While this is true, the idea behind this was not merely to collaborate on coal and steel production. The intention from the very beginning was that such tight economic coupling would make war impossible.

Germany has the idea of "Wandel durch Handel" (change through trade)[1], which is essentially that you can prevent and make war non-viable and eventually even change countries to follow democratic norms. The EU is the most extreme version of this.

[1]: https://en.wikipedia.org/wiki/Wandel_durch_Handel


"Schumann declaration", 1950:

"By pooling basic production and by instituting a new High Authority, whose decisions will bind France, Germany and other member countries, this proposal will lead to the realization of the first concrete foundation of a European federation indispensable to the preservation of peace."

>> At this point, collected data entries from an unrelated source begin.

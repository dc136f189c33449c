use std::collections::HashMap;
use std::fs;
use std::io::Write;
use std::path::{Path, PathBuf};

use rust_decimal::Decimal;
use tempfile::{tempdir, TempDir};

use fec_etl::config::{EtlConfig, SourceConfig};
use fec_etl::domain::FileType;
use fec_etl::pipeline::ReasonCode;
use fec_etl::{run_pipeline, CancelFlag, RunStatus};

// ---------------------------------------------------------------------------
// Fixture rows in FEC bulk layouts
// ---------------------------------------------------------------------------

fn cm_row(id: &str, name: &str, state: &str, tp: &str, party: &str, freq: &str, cand: &str) -> String {
    format!("{id}|{name}|TREASURER|1 MAIN ST||LOS ANGELES|{state}|90001|P|{tp}|{party}|{freq}|||{cand}")
}

fn cn_row(id: &str, name: &str, party: &str, state: &str, pcc: &str) -> String {
    format!("{id}|{name}|{party}|2024|{state}|H|01|I|C|{pcc}|||SPRINGFIELD|{state}|00001")
}

fn itcont_row(cmte: &str, name: &str, state: &str, date: &str, amount: &str, memo: &str, sub: &str) -> String {
    format!("{cmte}|N|Q3|P|202401019000|15|IND|{name}|SPRINGFIELD|{state}|90001|ACME|ENGINEER|{date}|{amount}||T{sub}|1|{memo}||{sub}")
}

fn itpas2_row(cmte: &str, cand: &str, amount: &str, sub: &str) -> String {
    format!("{cmte}|N|Q3|G|202401019000|24K|CAN|CAMPAIGN|AUSTIN|TX|78701|||09012024|{amount}|{cand}|{cand}|T{sub}|1|||{sub}")
}

fn webk_row(id: &str, name: &str, receipts: &str) -> String {
    format!("{id}|{name}|H|P|Q|{receipts}|0|0|0|0|0|0|0|0|0|0|0|0|0|0|0|0|0|0|0|0|12312024")
}

fn committee_rows() -> Vec<String> {
    vec![
        cm_row("C00000001", "FRIENDS OF SMITH", "CA", "H", "DEM", "Q", "H4CA01001"),
        cm_row("C00000002", "AMERICANS FOR TOMORROW", "DC", "O", "", "Q", ""),
        cm_row("C00000003", "OLD GUARD PAC", "CA", "Q", "", "T", ""),
    ]
}

fn contribution_rows() -> Vec<String> {
    vec![
        itcont_row("C00000001", "DOE, JANE", "CA", "10152023", "500", "", "1001"),
        itcont_row("C00000001", "DOE JANE", "CA", "02012024", "250", "", "1002"),
        itcont_row("C00000002", "ROE, RICHARD", "TX", "07042024", "1500000", "", "1003"),
        itcont_row("C00000002", "DOE, JANE", "CA", "", "100", "", "1004"),
        itcont_row("C00000001", "SMITH, AL", "CA", "03032024", "50", "X", "1005"),
        itcont_row("C00000009", "ORPHAN, OLLIE", "NY", "05052024", "75", "", "1006"),
        itcont_row("C00000001", "BAD, AMOUNT", "CA", "05052024", "abc", "", "1007"),
        itcont_row("C00000001", "DOE, JANE", "CA", "10152023", "500", "", "1001"),
        "C00000001|N|Q3".to_string(),
        itcont_row("C00000003", "LEE, KIM", "CA", "08082024", "300", "", "1010"),
    ]
}

struct Fixture {
    dir: TempDir,
    config: EtlConfig,
}
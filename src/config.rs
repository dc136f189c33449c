//! Run configuration loaded from `fec_etl.toml`.
//!
//! Every section is optional and falls back to the defaults documented on its fields.
//! Threshold values are validated once, before any input is read, so a bad boundary
//! aborts the run without touching the output directory.

use std::collections::HashSet;
use std::fs;
use std::path::{Path, PathBuf};

use rust_decimal::Decimal;
use serde::{Deserialize, Serialize};

use crate::constants;
use crate::domain::FileType;
use crate::error::{EtlError, Result};

pub const DEFAULT_CONFIG_PATH: &str = "fec_etl.toml";

#[derive(Debug, Clone, Default, Serialize, Deserialize)]
pub struct EtlConfig {
    #[serde(default)]
    pub run: RunConfig,

    #[serde(default)]
    pub sources: Vec<SourceConfig>,

    #[serde(default)]
    pub thresholds: ThresholdsConfig,

    #[serde(default)]
    pub resolver: ResolverConfig,

    #[serde(default)]
    pub statistics: StatisticsConfig,
}

#[derive(Debug, Clone, Serialize, Deserialize)]
pub struct RunConfig {
    /// Election cycle year, used for bulk download URLs
    #[serde(default = "default_cycle")]
    pub cycle: u16,

    /// Directory the output tables are promoted into
    #[serde(default = "default_output_dir")]
    pub output_dir: PathBuf,

    /// Copy existing output files aside before replacing them
    #[serde(default = "default_true")]
    pub backup: bool,

    /// Backup location; defaults to `<output_dir>/../backup`
    #[serde(default)]
    pub backup_dir: Option<PathBuf>,

    /// Rows per chunk sent from an extraction worker
    #[serde(default = "default_chunk_size")]
    pub chunk_size: usize,

    /// Chunks buffered between extraction workers and the normalizer
    #[serde(default = "default_channel_capacity")]
    pub channel_capacity: usize,

    /// Rows sampled per file for column type inference
    #[serde(default = "default_sample_rows")]
    pub sample_rows: usize,

    #[serde(default = "default_log_dir")]
    pub log_dir: PathBuf,
}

The European Federation was the goal.


"a European federation" != "The European Federation"


How do coal and steel production imply a high bureaucratic load?


The ECSC (Treaty of Paris, 1951) started as one of the first projects for cooperation in post-WW2 Europe. The more important step towards as single market then was the EEC (-> Treaty of Rome, 1957).

https://en.wikipedia.org/wiki/European_Economic_Community


How do coal and steel explain bureaucracy? Sounds non-sequitur-ish.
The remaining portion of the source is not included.